"Chicano writers from El Paso are the most progressive, open-minded, far-reaching, and inclusive writers of them all."

Octavio Romano

Wednesday, April 20, 2011

Adios Chaucer! Adios Shakespeare!, Part II





Adios Chaucer! Adios Shakespeare!, Part II
Americanizing the English Department and its Curriculum - A Latino Persepctive

By Felipe de Ortego y Gasca
Scholar in Residence / Chair, Department of Chicana/Chicano and Hemispheric Studies, Western New Mexico University

From the very beginning, the United States was a motley aggregation of peoples from various parts of the world – mostly Europe with the exception of American Indians, African slaves, and the Sephardic community of New York. 

They did not think of themselves as a single ethnically hegemonic group. I’m talking about the beginning of the United States – 1776 – not about the antecedent British colonies. 

In his “Letters from an American Farmer,” St John de Crevecoeur (1735-1813) tells us about the multicultural and multilingual character of the United States at its founding. In his Letters from an American Farmer, St. Jean de Crèvecoeur provided us with “some of the best surviving pictures of the diversity of tongues and types . . . that soon were to be welded into a new nation” (Stern and Gross 317). In Crevecoeur’s words: “they are a mixture of English, Scotch, Irish, French, Dutch, Germans, and Swedes” (Ibid.). He does not mention the American Indians, the Sephardic Jews of New York who came with the Dutch nor the diversity of African slaves nor the countless Hispanics in the population like Francisco de Miranda, a Spanish Creole from Cuba, who helped the American colonists in their break for independence from England, and who later became president of the Republic of Venezuela. 

There were many other diverse groups of people in the American population at the beginning. According to Thomas Sowell,

Over the years a massive stream of human­ity . . . cross­ed every ocean and continent to reach the United States. They came speaking every language and representing every nationality, race, and religion. Today, there are more people of Irish ancestry in the United States than in Ireland, more Jews than in Israel, more blacks than in most African coun­tries. There are more people of Polish ancestry in Detroit than in most of the leading cities of Poland and more than twice as many people of Italian ancestry in New York than in Ven­ice (3).
In the beginning the strength of the new nation was considered resident in the differences of its people—differences which were prized and cele­brated. All tolled, the 13 states consisted of some 3 million people, half of them slaves. In the first his­tory of the United States, Salma Hale des­cribed Americans as “coming from every quarter of the world, speaking many different lan­guages, dis­persed over a vast extent of the territory” (12). 

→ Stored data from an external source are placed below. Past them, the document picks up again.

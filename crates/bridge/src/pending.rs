//! The pending-call table: calls awaiting one or more responses, keyed by
//! [`CallId`].
//!
//! Entries are inserted and removed in any order. The table is owned by a
//! single transport and never exposed mutably outside the crate.

use std::collections::BTreeMap;

use crate::types::{CallEnvelope, Callback, PendingCallSummary, Timestamp};
use crate::CallId;

/// A call that is still awaiting a response.
pub(crate) struct PendingCall {
    pub(crate) envelope: CallEnvelope,
    /// `None` only while the callback is out on loan to a dispatch.
    pub(crate) on_success: Option<Callback>,
    pub(crate) on_error: Option<Callback>,
    pub(crate) sent_at: Timestamp,
}

impl PendingCall {
    pub(crate) fn new(envelope: CallEnvelope, on_success: Callback, on_error: Callback) -> Self {
        Self {
            envelope,
            on_success: Some(on_success),
            on_error: Some(on_error),
            sent_at: Timestamp::now(),
        }
    }

    fn slot(&mut self, success: bool) -> &mut Option<Callback> {
        if success {
            &mut self.on_success
        } else {
            &mut self.on_error
        }
    }

    /// Takes the callback selected by `success` out of the entry.
    pub(crate) fn take_callback(&mut self, success: bool) -> Option<Callback> {
        self.slot(success).take()
    }

    /// Puts a callback taken with [`take_callback`](Self::take_callback) back.
    pub(crate) fn restore_callback(&mut self, success: bool, callback: Callback) {
        let slot = self.slot(success);
        if slot.is_none() {
            *slot = Some(callback);
        }
    }

    fn summary(&self) -> PendingCallSummary {
        PendingCallSummary {
            call_id: self.envelope.call_id,
            name: self.envelope.name.clone(),
            persistent: self.envelope.persistent,
            sent_at: self.sent_at,
        }
    }
}

/// Mapping from [`CallId`] to the call awaiting a response under it.
#[derive(Default)]
pub(crate) struct PendingCallTable {
    calls: BTreeMap<CallId, PendingCall>,
}

impl PendingCallTable {
    pub(crate) fn new() -> Self {
        Self::default()
    }

    /// Stores `call` under its own id.
    ///
    /// Ids are allocated by a monotonic counter, so an occupied slot means
    /// the counter was bypassed; the existing entry is kept.
    pub(crate) fn insert(&mut self, call: PendingCall) -> bool {
        use std::collections::btree_map::Entry;

        match self.calls.entry(call.envelope.call_id) {
            Entry::Vacant(slot) => {
                slot.insert(call);
                true
            }
            Entry::Occupied(_) => false,
        }
    }

    pub(crate) fn get_mut(&mut self, call_id: CallId) -> Option<&mut PendingCall> {
        self.calls.get_mut(&call_id)
    }

    pub(crate) fn remove(&mut self, call_id: CallId) -> Option<PendingCall> {
        self.calls.remove(&call_id)
    }

    pub(crate) fn contains(&self, call_id: CallId) -> bool {
        self.calls.contains_key(&call_id)
    }

    pub(crate) fn len(&self) -> usize {
        self.calls.len()
    }

    /// Snapshot of every entry, ordered by call id.
    pub(crate) fn summaries(&self) -> Vec<PendingCallSummary> {
        self.calls.values().map(PendingCall::summary).collect()
    }
}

While they thought of themselves as Americans, the concept that would aggregate them all as a nationality was still years ahead of them. The nation was still fissured with ethnic and racial enclaves.

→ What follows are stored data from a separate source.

//! Bridge demo entry point.
//!
//! This binary is the composition root for the workspace. Responsibilities:
//!
//! 1. **Parse configuration** — optional JSON [`bridge::BridgeConfig`] file plus
//!    command-line flags.
//! 2. **Wire observability** — configure `tracing-subscriber` with an env
//!    filter and an optional JSON layer. `--debug` raises the `bridge` and
//!    `social` targets to `debug`, which is the bridge's debug mode.
//! 3. **Construct the channel** — a loopback [`window::ChannelWindow`] and a
//!    simulated [`host::Dashboard`] running on tokio.
//! 4. **Drive calls** — issue social-namespace calls, a transient call and a
//!    persistent watch, then pump inbound events until nothing is pending.

mod host;
mod window;

use std::cell::RefCell;
use std::path::{Path, PathBuf};
use std::rc::Rc;
use std::time::Duration;

use anyhow::Context;
use bridge::{BridgeConfig, CallOptions, Payload, Transport};
use clap::Parser;
use serde_json::json;
use social::{Callbacks, SocialNamespace};
use tokio::sync::mpsc;
use tracing::{info, warn};
use tracing_subscriber::EnvFilter;

use crate::host::{Dashboard, PERSISTENT_UPDATES};
use crate::window::ChannelWindow;

#[derive(Debug, Parser)]
#[command(name = "bridge-demo", about = "Drive the embedded-app bridge against a loopback dashboard")]
struct Cli {
    /// JSON bridge configuration file.
    #[arg(long)]
    config: Option<PathBuf>,

    /// Trace every send/receive/filter decision.
    #[arg(long)]
    debug: bool,

    /// Emit logs as JSON lines.
    #[arg(long)]
    json: bool,

    /// Origin the simulated dashboard posts from.
    #[arg(long, default_value = "https://dashboard.enplug.com")]
    host_origin: String,

    /// Have the host echo every call back into the app window, as happens when
    /// app and host share one window during development.
    #[arg(long)]
    echo: bool,

    /// Asset whose feeds are requested.
    #[arg(long, default_value = "asset-42")]
    asset_id: String,

    /// Give up on outstanding calls after this many seconds of silence.
    #[arg(long, default_value_t = 5)]
    timeout_secs: u64,
}

type Outcomes = Rc<RefCell<Vec<String>>>;

fn record(outcomes: &Outcomes, label: &'static str) -> Callbacks {
    let ok = outcomes.clone();
    let err = outcomes.clone();
    Callbacks::none()
        .on_success(move |data| ok.borrow_mut().push(format!("{label}: ok {data}")))
        .on_error(move |data| err.borrow_mut().push(format!("{label}: error {data}")))
}

fn init_tracing(debug: bool, json: bool) {
    let default = if debug {
        "info,bridge=debug,social=debug,cli=debug"
    } else {
        "info"
    };
    let filter = EnvFilter::try_from_default_env().unwrap_or_else(|_| EnvFilter::new(default));
    let builder = tracing_subscriber::fmt().with_env_filter(filter);
    if json {
        builder.json().init();
    } else {
        builder.init();
    }
}

fn load_config(path: Option<&Path>) -> anyhow::Result<BridgeConfig> {
    let Some(path) = path else {
        return Ok(BridgeConfig::default());
    };
    let raw = std::fs::read_to_string(path)
        .with_context(|| format!("reading config {}", path.display()))?;
    let config: BridgeConfig =
        serde_json::from_str(&raw).with_context(|| format!("parsing config {}", path.display()))?;
    Ok(config)
}

#[tokio::main(flavor = "current_thread")]
async fn main() -> anyhow::Result<()> {
    let cli = Cli::parse();
    init_tracing(cli.debug, cli.json);

    let config = load_config(cli.config.as_deref())?;
    let (to_host, from_app) = mpsc::unbounded_channel();
    let (to_app, mut inbound) = mpsc::unbounded_channel();

    let dashboard = Dashboard::new(&cli.host_origin, &config.namespace, cli.echo, to_app);
    tokio::spawn(dashboard.run(from_app));

    let window = ChannelWindow::new(to_host);
    let transport = Transport::new(window.clone(), config).context("building transport")?;
    info!(transport = %transport.id(), "bridge ready");

    let outcomes: Outcomes = Rc::default();
    let social = SocialNamespace::new(&transport);

    social.get_feeds(&cli.asset_id, record(&outcomes, "getFeeds"))?;
    social.authenticate("code-123", "https://app.example/cb", record(&outcomes, "authenticate"))?;
    social.authenticate("denied", "https://app.example/cb", record(&outcomes, "authenticate"))?;
    social.save_feed(json!({"Type": "twitter", "Handle": "@enplug"}), record(&outcomes, "saveFeed"))?;
    social.open_preapproval_dialog(json!({"Id": "feed-1"}), record(&outcomes, "preapproval"))?;

    let app = transport.factory(&transport.config().method_scope);
    app.call(CallOptions::new("log").params("demo started").transient(true))?;

    let updates = Rc::new(RefCell::new(0u64));
    let watcher = transport.clone();
    let seen = updates.clone();
    let sink = outcomes.clone();
    let watch_id = Rc::new(RefCell::new(None));
    let own_id = watch_id.clone();
    let id = app.call(
        CallOptions::new("watchFeeds")
            .persistent(true)
            .on_success(move |data: Payload| {
                *seen.borrow_mut() += 1;
                sink.borrow_mut().push(format!("watchFeeds: update {data}"));
                if *seen.borrow() == PERSISTENT_UPDATES {
                    if let Some(id) = *own_id.borrow() {
                        watcher.cancel(id);
                    }
                }
            }),
    )?;
    *watch_id.borrow_mut() = Some(id);

    let timeout = Duration::from_secs(cli.timeout_secs);
    while transport.pending_count() > 0 {
        match tokio::time::timeout(timeout, inbound.recv()).await {
            Ok(Some(event)) => window.dispatch(&event),
            Ok(None) => break,
            Err(_) => {
                for call in transport.pending_calls() {
                    warn!(call_id = %call.call_id, method = %call.name, sent_at = %call.sent_at, "call never answered");
                }
                break;
            }
        }
    }

    for line in outcomes.borrow().iter() {
        println!("{line}");
    }
    info!(updates = *updates.borrow(), pending = transport.pending_count(), "demo finished");
    Ok(())
}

The United States started its democratic experiment with a multicultural and multilingual crew. So, why departments of English? Why not departments of American Studies? Or American literature? I realize these identifiers may not be quite accurate, but surely together we can come up with the right name for our purposes.
Americans have been apodictically conditioned to believe that England is the sole mother country of the United States. 

From a post-colonial point of view, the United States has many mother countries: Germany, Ireland, France, Italy, Spain, Mexico, to name but a few. As is evident, not all Americans are of English stock. Large numbers of them are from Indigenous American groups, Ireland, Scotland, Africa, Italy, Germany, Scandinavia, Middle European backgrounds. Increasing numbers of them are from Middle-East, Asian-Pacific, and Indo-Hispanic origins. These demographics are not new, as Crèvecoeur pointed out in his Letters from an American Farmer.

The face of the nation is changing, and its literary canon must change with it. Census projections predict that by the middle of the 21st century whites will comprise a numerical minority in the American population. Even now, however, while the American population may be about 65% white, not all whites are of English stock. 

Paramount in a reconsideration of what to rename departments of English is the groundswell of American writers whose origins are not from England but from a diversity of countries whose national languages are not English.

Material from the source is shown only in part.